The project is being managed by BRDL, the University of Birmingham's technology transfer company.

Paul Sadler, managing director of BRDL, said: "The Technology Transfer Fund is proving to be a very popular and effective scheme.

"The West Midlands has a lot of expertise in both the medical and advanced materials areas, and we are helping convert that expertise into direct economic benefit for the region."

BRDL manage the scheme on behalf of regional development agency Advantage West Midlands.

The Technology Transfer Fund team are based at the Birmingham Research Park, Edgbaston. The Fund is one of a number initiatives BRDL is involved with to make sure that the West Midlands gets the maximum benefit from University of Birmingham research.

The quick access grants available under the scheme are aimed at companies working within the Central Technology Belt, the high technology corridor running from Birmingham to Malvern.

An early beneficiary of the Fund is Metrasens, a high tech start-up based on magnetic sensor and metal detection expertise that has recently spun out from QinetiQ in Malvern. The company has recently received seed funding from the Technology Transfer Fund with the aim of strengthening the company's core technology position, finalising prototype products and improving its partnerships with sales and distribution networks.

Metrasens's first product, Ferroguard MRI, is a device that could dramatically improve safety in hospital MRI units. The company is also commercialising a second technology, originally developed to detect landmines for the military.
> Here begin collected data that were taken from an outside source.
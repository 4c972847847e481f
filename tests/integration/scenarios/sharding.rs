//! Sharding and fan-out tests
//!
//! Key placement across several servers, multi-key gets that span them,
//! and the flush broadcast.

use crate::integration::{client_for, MockMemcached, ResponseMode};
use memshard::{Client, Item, MemcacheError};
use std::collections::HashMap;

async fn mocks(n: usize) -> Vec<MockMemcached> {
    let mut mocks = Vec::with_capacity(n);
    for _ in 0..n {
        mocks.push(MockMemcached::new().await.unwrap());
    }
    mocks
}

/// Finds a key owned by the server at `addr`.
fn key_on(client: &Client, addr: &str, prefix: &str) -> String {
    (0..10_000)
        .map(|i| format!("{}{}", prefix, i))
        .find(|key| client.selector().pick_server(key).unwrap().server() == addr)
        .unwrap()
}

// ============================================================================
// Placement
// ============================================================================

#[tokio::test]
async fn test_keys_land_on_checksum_selected_server() {
    let mocks = mocks(3).await;
    let client = client_for(&[&mocks[0], &mocks[1], &mocks[2]]).await;

    for i in 0..60 {
        let key = format!("key{}", i);
        client.set(&Item::new(key.as_str(), "v")).await.unwrap();

        let expected = crc32fast::hash(key.as_bytes()) as usize % mocks.len();
        for (idx, mock) in mocks.iter().enumerate() {
            assert_eq!(
                mock.get_stored_value(&key).is_some(),
                idx == expected,
                "key {} on server {}",
                key,
                idx
            );
        }
    }

    // Sixty keys over three servers should not all pile onto one
    assert!(mocks.iter().filter(|m| m.stored_len() > 0).count() > 1);

    for mock in mocks {
        mock.shutdown();
    }
}

// ============================================================================
// Multi-get
// ============================================================================

#[tokio::test]
async fn test_get_multi_returns_only_hits() {
    let mocks = mocks(3).await;
    let client = client_for(&[&mocks[0], &mocks[1], &mocks[2]]).await;

    client.set(&Item::new("foo1", "fooval1")).await.unwrap();
    client
        .set(&Item::new("foo2", "fooval2").with_flags(9))
        .await
        .unwrap();

    let fetched = client
        .get_multi(&["foo1", "foo2", "missing"])
        .await
        .unwrap();
    assert!(fetched.is_complete());

    let items = fetched.into_result().unwrap();
    assert_eq!(items.len(), 2);
    assert_eq!(items["foo1"].value, b"fooval1");
    assert_eq!(items["foo2"].value, b"fooval2");
    assert_eq!(items["foo2"].flags, 9);
    assert!(!items.contains_key("missing"));

    for mock in mocks {
        mock.shutdown();
    }
}

#[tokio::test]
async fn test_get_multi_sends_one_request_per_server() {
    let mocks = mocks(2).await;
    let client = client_for(&[&mocks[0], &mocks[1]]).await;

    let mut keys = Vec::new();
    for mock in &mocks {
        for n in 0..3 {
            let key = key_on(&client, mock.addr(), &format!("k{}-", n));
            mock.set_stored_value(&key, key.as_bytes());
            keys.push(key);
        }
    }

    let items = client.get_multi(keys.as_slice()).await.unwrap().into_result().unwrap();
    assert_eq!(items.len(), keys.len());
    for key in &keys {
        assert_eq!(items[key].value, key.as_bytes());
    }

    for mock in &mocks {
        assert_eq!(mock.stats().gets, 1);
    }

    for mock in mocks {
        mock.shutdown();
    }
}

#[tokio::test]
async fn test_get_multi_empty_and_duplicate_keys() {
    let mock = MockMemcached::new().await.unwrap();
    let client = client_for(&[&mock]).await;

    let empty: [&str; 0] = [];
    let fetched = client.get_multi(&empty).await.unwrap();
    assert!(fetched.items.is_empty());
    assert!(fetched.is_complete());
    assert_eq!(mock.stats().requests, 0);

    mock.set_stored_value("dup", b"x");
    let items = client
        .get_multi(&["dup", "dup"])
        .await
        .unwrap()
        .into_result()
        .unwrap();
    assert_eq!(items.len(), 1);

    mock.shutdown();
}

#[tokio::test]
async fn test_get_multi_keeps_results_from_healthy_shards() {
    let mocks = mocks(2).await;
    let client = client_for(&[&mocks[0], &mocks[1]]).await;

    let healthy_key = key_on(&client, mocks[0].addr(), "ok");
    let broken_key = key_on(&client, mocks[1].addr(), "bad");
    mocks[0].set_stored_value(&healthy_key, b"alive");
    mocks[1].set_stored_value(&broken_key, b"unreachable");
    mocks[1].set_response_mode(ResponseMode::Failure);

    let fetched = client
        .get_multi(&[healthy_key.as_str(), broken_key.as_str()])
        .await
        .unwrap();

    assert!(!fetched.is_complete());
    assert!(matches!(fetched.error, Some(MemcacheError::Io(_))));
    assert_eq!(fetched.items.len(), 1);
    assert_eq!(fetched.items[&healthy_key].value, b"alive");

    for mock in mocks {
        mock.shutdown();
    }
}

#[tokio::test]
async fn test_get_multi_reports_an_error_when_several_shards_fail() {
    let mocks = mocks(3).await;
    let client = client_for(&[&mocks[0], &mocks[1], &mocks[2]]).await;

    let healthy_keys: Vec<String> = (0..3)
        .map(|n| key_on(&client, mocks[0].addr(), &format!("ok{}-", n)))
        .collect();
    for key in &healthy_keys {
        mocks[0].set_stored_value(key, key.as_bytes());
    }
    let closed_key = key_on(&client, mocks[1].addr(), "closed");
    let erroring_key = key_on(&client, mocks[2].addr(), "erroring");
    mocks[1].set_response_mode(ResponseMode::Failure);
    mocks[2].set_response_mode(ResponseMode::Custom("SERVER_ERROR busy\r\n".to_string()));

    let mut keys = healthy_keys.clone();
    keys.push(closed_key);
    keys.push(erroring_key);
    let fetched = client.get_multi(keys.as_slice()).await.unwrap();

    assert_eq!(fetched.items.len(), healthy_keys.len());
    for key in &healthy_keys {
        assert_eq!(fetched.items[key].value, key.as_bytes());
    }
    match &fetched.error {
        Some(MemcacheError::Io(_)) => {}
        Some(MemcacheError::ServerError(msg)) => assert_eq!(msg, "busy"),
        other => panic!("Expected a shard error, got {:?}", other),
    }
    assert!(fetched.into_result().is_err());

    for mock in mocks {
        mock.shutdown();
    }
}

// ============================================================================
// Flush broadcast
// ============================================================================

#[tokio::test]
async fn test_flush_all_clears_every_server() {
    let mocks = mocks(3).await;
    let client = client_for(&[&mocks[0], &mocks[1], &mocks[2]]).await;

    for i in 0..30 {
        client
            .set(&Item::new(format!("key{}", i), "v"))
            .await
            .unwrap();
    }

    client.flush_all().await.unwrap();

    for mock in &mocks {
        assert_eq!(mock.stats().flushes, 1);
        assert_eq!(mock.stored_len(), 0);
    }

    for mock in mocks {
        mock.shutdown();
    }
}

#[tokio::test]
async fn test_flush_all_stops_at_first_failure() {
    let mocks = mocks(3).await;
    mocks[1].set_response_mode(ResponseMode::Custom(
        "SERVER_ERROR flush disabled\r\n".to_string(),
    ));
    let client = client_for(&[&mocks[0], &mocks[1], &mocks[2]]).await;

    match client.flush_all().await {
        Err(MemcacheError::ServerError(msg)) => assert_eq!(msg, "flush disabled"),
        other => panic!("Expected server error, got {:?}", other),
    }

    let flushes: Vec<usize> = mocks.iter().map(|m| m.stats().flushes).collect();
    assert_eq!(flushes, vec![1, 1, 0]);

    for mock in mocks {
        mock.shutdown();
    }
}

#[tokio::test]
async fn test_duplicate_server_gets_double_weight() {
    let a = MockMemcached::new().await.unwrap();
    let b = MockMemcached::new().await.unwrap();
    let client = client_for(&[&a, &a, &b]).await;

    let mut owners: HashMap<String, usize> = HashMap::new();
    for i in 0..3000 {
        let node = client.selector().pick_server(&format!("key{}", i)).unwrap();
        *owners.entry(node.server().to_string()).or_default() += 1;
    }

    // Expect roughly 2000 vs 1000
    let on_a = owners[a.addr()];
    let on_b = owners[b.addr()];
    assert!(on_a > on_b, "a={} b={}", on_a, on_b);

    a.shutdown();
    b.shutdown();
}
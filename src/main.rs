use clap::{Parser, Subcommand};
use memshard::{config::Config, Client, Item};
use std::io::Write;
use tracing::{error, info};
use tracing_appender::non_blocking;

static LOG_GUARD: std::sync::OnceLock<tracing_appender::non_blocking::WorkerGuard> =
    std::sync::OnceLock::new();

#[derive(Parser, Debug)]
#[command(name = "memshard")]
#[command(about = "Sharded memcached client")]
struct Args {
    /// Path to configuration file
    #[arg(short, long)]
    config: Option<String>,

    /// Server address (repeatable); replaces the configured list
    #[arg(short, long = "server")]
    servers: Vec<String>,

    #[command(subcommand)]
    command: Cmd,
}

#[derive(Subcommand, Debug, PartialEq)]
enum Cmd {
    /// Print the value stored under a key
    Get { key: String },
    /// Fetch several keys in one round per server
    GetMulti {
        #[arg(required = true)]
        keys: Vec<String>,
    },
    Set(StoreArgs),
    Add(StoreArgs),
    Replace(StoreArgs),
    Delete { key: String },
    Touch { key: String, seconds: i32 },
    Incr { key: String, delta: u64 },
    Decr { key: String, delta: u64 },
    /// Flush every server
    FlushAll,
    /// Flush the server that owns the empty key
    DeleteAll,
}

#[derive(clap::Args, Debug, PartialEq)]
struct StoreArgs {
    key: String,
    value: String,
    #[arg(long, default_value_t = 0)]
    flags: u32,
    #[arg(long, default_value_t = 0)]
    exptime: i32,
}

impl StoreArgs {
    fn to_item(&self) -> Item {
        Item::new(self.key.as_str(), self.value.as_bytes())
            .with_flags(self.flags)
            .with_expiration(self.exptime)
    }
}

fn init_logging() {
    let (non_blocking_writer, guard) = non_blocking(std::io::stderr());
    // Keep guard alive for the program lifetime to avoid log loss
    let _ = LOG_GUARD.set(guard);

    let fmt = tracing_subscriber::fmt()
        .with_writer(non_blocking_writer)
        .with_ansi(true)
        .with_target(false)
        .with_thread_ids(false)
        .with_thread_names(false)
        .with_level(true)
        .compact();

    // RUST_LOG is a bare level name here, not a filter directive
    let level = match std::env::var("RUST_LOG")
        .unwrap_or_else(|_| "info".to_string())
        .to_lowercase()
        .as_str()
    {
        "trace" => tracing::Level::TRACE,
        "debug" => tracing::Level::DEBUG,
        "warn" => tracing::Level::WARN,
        "error" => tracing::Level::ERROR,
        _ => tracing::Level::INFO,
    };

    let _ = fmt.with_max_level(level).try_init();
}

/// Config file (if any) with `--server` entries taking precedence.
async fn load_config(args: &Args) -> Result<Config, Box<dyn std::error::Error>> {
    let mut config = match &args.config {
        Some(path) => Config::from_yaml_file(path).await?,
        None => Config::default(),
    };
    if !args.servers.is_empty() {
        config.servers = args.servers.clone();
    }
    config.validate()?;
    Ok(config)
}

async fn run_command(
    client: &Client,
    command: &Cmd,
    out: &mut impl Write,
) -> Result<(), Box<dyn std::error::Error>> {
    match command {
        Cmd::Get { key } => {
            let item = client.get(key).await?;
            writeln!(out, "{}", String::from_utf8_lossy(&item.value))?;
        }
        Cmd::GetMulti { keys } => {
            let fetched = client.get_multi(keys.as_slice()).await?;
            let mut items: Vec<_> = fetched.items.values().collect();
            items.sort_by(|a, b| a.key.cmp(&b.key));
            for item in items {
                writeln!(out, "{} {}", item.key, String::from_utf8_lossy(&item.value))?;
            }
            if let Some(e) = fetched.error {
                return Err(e.into());
            }
        }
        Cmd::Set(store) => client.set(&store.to_item()).await?,
        Cmd::Add(store) => client.add(&store.to_item()).await?,
        Cmd::Replace(store) => client.replace(&store.to_item()).await?,
        Cmd::Delete { key } => client.delete(key).await?,
        Cmd::Touch { key, seconds } => client.touch(key, *seconds).await?,
        Cmd::Incr { key, delta } => writeln!(out, "{}", client.increment(key, *delta).await?)?,
        Cmd::Decr { key, delta } => writeln!(out, "{}", client.decrement(key, *delta).await?)?,
        Cmd::FlushAll => client.flush_all().await?,
        Cmd::DeleteAll => client.delete_all().await?,
    }
    Ok(())
}

async fn run(args: Args) -> Result<(), Box<dyn std::error::Error>> {
    let config = load_config(&args).await?;
    info!("Using servers: {}", config.servers.join(", "));
    let client = Client::from_config(&config).await?;
    let mut stdout = std::io::stdout();
    run_command(&client, &args.command, &mut stdout).await
}

#[tokio::main]
async fn main() -> Result<(), Box<dyn std::error::Error>> {
    init_logging();
    let args = Args::parse();
    if let Err(e) = run(args).await {
        error!("{}", e);
        return Err(e);
    }
    Ok(())
}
The device is intended to prove a quicker, safer and cheaper alternative to X-rays for many applications.

Alan Folwell, chairman of the Central Technology Belt, said: "The TTF is already helping deliver the Central Technology Belt vision and startegy and I look forward to its continuing success in the future."

BRDL is the University of Birmingham's technology transfer company. Founded in 1986 it is responsible for all aspects of commercialising research at the University of Birmingham.